Em 1886, Frank Julian Sprague inventou o primeiro motor DC prático, um dispositivo sem faísca que mantinha uma velocidade relativamente constante sob cargas variáveis. Nessa época, as outras invenções elétricas de Sprague melhoraram muito o desempenho de distribuição de energia da rede (trabalho feito antes do mandato de Thomas Edison), permitindo que a energia dos motores elétricos retornasse à rede, através de fios aéreos e postes de trole que alimentam os troles e fornecem o sistema de controle para operação elétrica. Isso levou Sprague a inventar o primeiro sistema de bonde elétrico usando motores elétricos em Richmond, Virgínia em 1887-88, um elevador elétrico e sistema de controle em 1892 e um metrô elétrico com carros controlados centralmente alimentados de forma independente. Este último foi instalado pela primeira vez em Chicago em 1892 pela South Side Elevated Railroad, onde era coloquialmente conhecido como o "L". O motor elétrico de Sprague e suas invenções relacionadas geraram interesse e encontraram amplo uso em motores elétricos industriais. O desenvolvimento de motores elétricos com eficiência aceitável foi adiado por décadas devido à falta de reconhecimento da importância crítica do entreferro entre o rotor e o estator. Projetos eficientes têm entreferros relativamente pequenos. Pela mesma razão, o carro de St. Louis, muito usado nas salas de aula para ilustrar os princípios do movimento, é extremamente ineficiente e não se parece com um carro moderno.

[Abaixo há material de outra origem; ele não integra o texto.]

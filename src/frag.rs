//! The fragment planner (§4.3): decides whether a datagram needs more
//! than one frame and, if so, emits a FRAG1 header followed by however
//! many FRAGN headers are needed to carry the remaining payload.

use byteorder::{BigEndian, ByteOrder};
use ieee802154::mac::PanId;
#[cfg(feature = "defmt")]
use defmt::{trace, warn};
#[cfg(not(feature = "defmt"))]
use log::{trace, warn};

use crate::error::QueueError;
use crate::frame::{FrameBuf, FrameQueue};
use crate::link::{BufferPool, FrameEncoder};

/// Length, in bytes, of a FRAG1 dispatch header.
pub const FRAG1_HDR_LEN: usize = 4;
/// Length, in bytes, of a FRAGN dispatch header.
pub const FRAGN_HDR_LEN: usize = 5;

const FRAG1_DISPATCH: u16 = 0b11000;
const FRAGN_DISPATCH: u16 = 0b11100;

/// Rounds a byte count down to a multiple of 8, the fragment offset quantum.
const fn round_down_8(n: usize) -> usize {
    n & !0x7
}

fn write_frag1_header(frame: &mut [u8], at: usize, datagram_size: u16, tag: u16) {
    let word = (FRAG1_DISPATCH << 11) | (datagram_size & 0x07ff);
    BigEndian::write_u16(&mut frame[at..at + 2], word);
    BigEndian::write_u16(&mut frame[at + 2..at + 4], tag);
}

fn write_fragn_header(frame: &mut [u8], at: usize, datagram_size: u16, tag: u16, frag_offset: u8) {
    let word = (FRAGN_DISPATCH << 11) | (datagram_size & 0x07ff);
    BigEndian::write_u16(&mut frame[at..at + 2], word);
    BigEndian::write_u16(&mut frame[at + 2..at + 4], tag);
    frame[at + 4] = frag_offset;
}

/// Runs the fragment planner described in §4.3.
///
/// `first_frame` already carries the not-yet-written MAC header region
/// (its first `mac_hdrlen` bytes) followed by `compressed_len` bytes of
/// compressed (or uncompressed-dispatch) header, written by the header
/// compression step starting at `mac_hdrlen`. `payload` is the pure
/// application payload — no IPv6 or transport bytes — and `datagram_size`
/// is the uncompressed datagram size the peer will see after reassembly.
///
/// Every fragment's MAC header is written using `dest_panid`, including
/// FRAGN frames — a deliberate deviation from the source, which uses the
/// source PAN id there; see the design notes.
#[allow(clippy::too_many_arguments)]
pub fn plan_fragments<Enc, Pool, const CAP: usize, const N: usize>(
    encoder: &mut Enc,
    pool: &mut Pool,
    queue: &mut FrameQueue<CAP, N>,
    mut first_frame: FrameBuf<CAP>,
    mac_hdrlen: usize,
    compressed_len: usize,
    payload: &[u8],
    datagram_size: u16,
    tag: u16,
    dest_panid: PanId,
) -> Result<(), QueueError<Enc::Error>>
where
    Enc: FrameEncoder,
    Pool: BufferPool<CAP>,
{
    let written = encoder
        .framecreate(first_frame.as_array_mut(), dest_panid)
        .map_err(QueueError::MacHeaderWriteFailed)?;
    if written != mac_hdrlen {
        return Err(QueueError::MacHeaderMismatch {
            expected: mac_hdrlen,
            written,
        });
    }

    {
        let buf = first_frame.as_array_mut();
        buf.copy_within(
            mac_hdrlen..mac_hdrlen + compressed_len,
            mac_hdrlen + FRAG1_HDR_LEN,
        );
        write_frag1_header(buf, mac_hdrlen, datagram_size, tag);
    }

    let frame_hdrlen = mac_hdrlen + FRAG1_HDR_LEN + compressed_len;
    let paysize = round_down_8(CAP.saturating_sub(frame_hdrlen)).min(payload.len());

    {
        let buf = first_frame.as_array_mut();
        buf[frame_hdrlen..frame_hdrlen + paysize].copy_from_slice(&payload[..paysize]);
    }
    first_frame.set_len(frame_hdrlen + paysize);
    trace!("FRAG1: {} header bytes, {} payload bytes", frame_hdrlen, paysize);

    queue
        .push(first_frame)
        .map_err(|_| QueueError::TooManyFragments)?;

    let mut outlen = paysize;
    let fragn_hdrlen = mac_hdrlen + FRAGN_HDR_LEN + compressed_len;

    while outlen < payload.len() {
        let mut frame = match pool.allocate() {
            Some(frame) => frame,
            None => {
                warn!("buffer pool exhausted mid-fragmentation, dropping {} queued frame(s)", queue.len());
                queue.clear();
                return Err(QueueError::AllocationExhausted);
            }
        };

        let written = match encoder.framecreate(frame.as_array_mut(), dest_panid) {
            Ok(written) => written,
            Err(e) => {
                queue.clear();
                return Err(QueueError::MacHeaderWriteFailed(e));
            }
        };
        if written != mac_hdrlen {
            queue.clear();
            return Err(QueueError::MacHeaderMismatch {
                expected: mac_hdrlen,
                written,
            });
        }

        {
            let src_start = mac_hdrlen + FRAG1_HDR_LEN;
            let dst_start = mac_hdrlen + FRAGN_HDR_LEN;
            let src = queue.first().expect("FRAG1 already queued").as_slice();
            let buf = frame.as_array_mut();
            buf[dst_start..dst_start + compressed_len]
                .copy_from_slice(&src[src_start..src_start + compressed_len]);
            write_fragn_header(buf, mac_hdrlen, datagram_size, tag, (outlen >> 3) as u8);
        }

        let remaining = payload.len() - outlen;
        let paysize = round_down_8(CAP.saturating_sub(fragn_hdrlen)).min(remaining);
        if paysize == 0 {
            queue.clear();
            return Err(QueueError::TooManyFragments);
        }

        {
            let buf = frame.as_array_mut();
            buf[fragn_hdrlen..fragn_hdrlen + paysize]
                .copy_from_slice(&payload[outlen..outlen + paysize]);
        }
        frame.set_len(fragn_hdrlen + paysize);
        trace!("FRAGN: offset {}, {} payload bytes", outlen >> 3, paysize);

        queue.push(frame).map_err(|_| QueueError::TooManyFragments)?;
        outlen += paysize;
    }

    Ok(())
}

#[cfg(test)]
mod test {
    use super::*;
    use crate::frame::FrameQueue;

    struct FixedHdrEncoder {
        hdrlen: usize,
    }

    impl FrameEncoder for FixedHdrEncoder {
        type Error = ();

        fn send_hdrlen(&self, _panid: PanId) -> Result<usize, Self::Error> {
            Ok(self.hdrlen)
        }

        fn framecreate(&mut self, frame: &mut [u8], _panid: PanId) -> Result<usize, Self::Error> {
            for b in frame[..self.hdrlen].iter_mut() {
                *b = 0xaa;
            }
            Ok(self.hdrlen)
        }
    }

    struct UnboundedPool;

    impl<const CAP: usize> BufferPool<CAP> for UnboundedPool {
        fn allocate(&mut self) -> Option<FrameBuf<CAP>> {
            Some(FrameBuf::new())
        }
    }

    fn panid() -> PanId {
        PanId(0xabcd)
    }

    #[test]
    fn splits_into_frag1_and_one_fragn() {
        const CAP: usize = 32;
        let mac_hdrlen = 4;
        let compressed_len = 3;
        let payload: [u8; 20] = core::array::from_fn(|i| i as u8);

        let mut first_frame = FrameBuf::<CAP>::new();
        first_frame.as_array_mut()[mac_hdrlen..mac_hdrlen + compressed_len]
            .copy_from_slice(&[0x41, 0x42, 0x43]);

        let mut encoder = FixedHdrEncoder { hdrlen: mac_hdrlen };
        let mut pool = UnboundedPool;
        let mut queue: FrameQueue<CAP, 4> = FrameQueue::new();

        plan_fragments(
            &mut encoder,
            &mut pool,
            &mut queue,
            first_frame,
            mac_hdrlen,
            compressed_len,
            &payload,
            (payload.len() + compressed_len) as u16,
            7,
            panid(),
        )
        .unwrap();

        assert_eq!(queue.len(), 2);

        let frag1 = queue.first().unwrap();
        // dispatch word: top 5 bits 0b11000, low 11 bits = datagram size.
        let size = (payload.len() + compressed_len) as u16;
        let want_word = ((FRAG1_DISPATCH << 11) | (size & 0x07ff)).to_be_bytes();
        assert_eq!(&frag1.as_slice()[mac_hdrlen..mac_hdrlen + 2], &want_word);
        assert_eq!(&frag1.as_slice()[mac_hdrlen + 2..mac_hdrlen + 4], &7u16.to_be_bytes());
        // compressed header shifted 4 bytes right of its pre-shift position.
        assert_eq!(
            &frag1.as_slice()[mac_hdrlen + 4..mac_hdrlen + 4 + compressed_len],
            &[0x41, 0x42, 0x43]
        );
        let frame_hdrlen = mac_hdrlen + FRAG1_HDR_LEN + compressed_len;
        let frag1_paysize = frag1.len() - frame_hdrlen;
        assert_eq!(frag1_paysize, 16); // (32 - 11) rounded down to 8
        assert_eq!(&frag1.as_slice()[frame_hdrlen..], &payload[..16]);

        let fragn = queue.iter().nth(1).unwrap();
        assert_eq!(fragn.as_slice()[mac_hdrlen + 4], 16 >> 3);
        let fragn_hdrlen = mac_hdrlen + FRAGN_HDR_LEN + compressed_len;
        assert_eq!(
            &fragn.as_slice()[mac_hdrlen + FRAGN_HDR_LEN..mac_hdrlen + FRAGN_HDR_LEN + compressed_len],
            &[0x41, 0x42, 0x43]
        );
        assert_eq!(&fragn.as_slice()[fragn_hdrlen..], &payload[16..]);
        assert_eq!(fragn.len() - fragn_hdrlen, 4); // final fragment, unaligned
    }

    #[test]
    fn mac_header_mismatch_is_reported() {
        struct WrongLenEncoder;
        impl FrameEncoder for WrongLenEncoder {
            type Error = ();
            fn send_hdrlen(&self, _panid: PanId) -> Result<usize, Self::Error> {
                Ok(4)
            }
            fn framecreate(&mut self, _frame: &mut [u8], _panid: PanId) -> Result<usize, Self::Error> {
                Ok(3)
            }
        }

        const CAP: usize = 32;
        let mut encoder = WrongLenEncoder;
        let mut pool = UnboundedPool;
        let mut queue: FrameQueue<CAP, 4> = FrameQueue::new();
        let payload = [0u8; 20];

        let err = plan_fragments(
            &mut encoder,
            &mut pool,
            &mut queue,
            FrameBuf::<CAP>::new(),
            4,
            3,
            &payload,
            23,
            1,
            panid(),
        )
        .unwrap_err();

        assert_eq!(
            err,
            QueueError::MacHeaderMismatch {
                expected: 4,
                written: 3
            }
        );
    }

    #[test]
    fn allocation_exhaustion_mid_fragmentation_clears_queue() {
        struct OneShotPool {
            given: bool,
        }
        impl<const CAP: usize> BufferPool<CAP> for OneShotPool {
            fn allocate(&mut self) -> Option<FrameBuf<CAP>> {
                if self.given {
                    None
                } else {
                    self.given = true;
                    Some(FrameBuf::new())
                }
            }
        }

        const CAP: usize = 32;
        let mac_hdrlen = 4;
        let compressed_len = 3;
        let payload: [u8; 20] = core::array::from_fn(|i| i as u8);

        let mut encoder = FixedHdrEncoder { hdrlen: mac_hdrlen };
        let mut pool = OneShotPool { given: false };
        let mut queue: FrameQueue<CAP, 4> = FrameQueue::new();

        let err = plan_fragments(
            &mut encoder,
            &mut pool,
            &mut queue,
            FrameBuf::<CAP>::new(),
            mac_hdrlen,
            compressed_len,
            &payload,
            (payload.len() + compressed_len) as u16,
            7,
            panid(),
        )
        .unwrap_err();

        assert_eq!(err, QueueError::AllocationExhausted);
        assert!(queue.is_empty(), "FRAG1 must not be left in the queue on failure");
    }
}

Os motores elétricos revolucionaram a indústria. Os processos industriais não são mais limitados pela transmissão de energia usando eixos, correias, ar comprimido ou hidráulica. Em vez disso, cada máquina pode ser equipada com sua própria fonte de energia, que pode ser facilmente controlada durante o uso e melhorar a eficiência da transferência de energia. Os motores elétricos usados na agricultura removem a força muscular humana e animal de tarefas como manuseio de grãos ou bombeamento de água. O uso de motores elétricos em casa reduz o trabalho pesado em casa e permite padrões mais elevados de conveniência, conforto e segurança. Hoje, os motores elétricos consomem mais da metade da eletricidade produzida nos Estados Unidos.
motor CA
Em 1824, o físico francês Franois Arago propôs a existência de um campo magnético rotativo, conhecido como rotação de Arago, abrindo e fechando manualmente um interruptor, que Walter Baily demonstrou em 1879 como o primeiro motor de indução primitivo. Durante a década de 1880, muitos inventores tentaram desenvolver motores CA viáveis [31], pois as vantagens dos motores CA na transmissão de alta tensão em longas distâncias eram compensadas pela incapacidade de funcionar em motores CA.
Em 1885, Galileo Ferraris inventou o primeiro motor de indução AC sem comutador. Ferraris melhorou seus primeiros projetos produzindo unidades mais avançadas em 1886. Em 1888, a Academia Real de Ciências de Turim publicou o estudo detalhado de Ferraris sobre a base para a operação de motores elétricos, mas na época concluiu que "um dispositivo baseado em este princípio não pode ter qualquer significado comercial como motor elétrico."
O possível desenvolvimento industrial foi concebido por Nikola Tesla, que inventou seu motor de indução autônomo em 1887 e o patenteou em maio de 1888. Nesse mesmo ano, Tesla apresentou seu artigo sobre o AIEE de um novo sistema para motores CA e transformadores conforme descrito em três patentes de tipos de motores de quatro estatores bifásicos de quatro pólos: um com um rotor de quatro pólos formando um motor de relutância sem partida automática e o outro com O rotor bobinado constitui um motor de indução de partida automática e o terceiro tipo é um verdadeiro motor síncrono, que fornece respectivamente energia CC de excitação aos enrolamentos do rotor. No entanto, uma patente registrada por Tesla em 1887 também descreveu um motor de indução de rotor de curto-circuito. George Westinghouse adquiriu os direitos de Ferraris ($1,000) e imediatamente comprou as patentes de Tesla ($60,000, mais $2,50 por carro-cavalo vendido até 1897 pago em 2010),[32] contratou a Tesla para desenvolver o motor elétrico e encomendou CF Scott para ajudar a Tesla; no entanto, Tesla partiu para outro lugar em 1889. [Citações excessivas] Verificou-se que o motor de indução AC de velocidade constante não era adequado para bondes, [31] mas os engenheiros da Westinghouse o adaptaram com sucesso para alimentar uma operação de mineração em Telluride, Colorado em 1891. [ 53][54][55] A Westinghouse realizou seu primeiro motor de indução prático em 1892 e desenvolveu uma família de motores de indução polifásicos de 60 Hz em 1893, mas esses primeiros motores Westinghouse foram construídos com motores bifásicos de rotores bobinados. BG Lamme desenvolveu posteriormente o rotor bobinado de haste giratória. [45]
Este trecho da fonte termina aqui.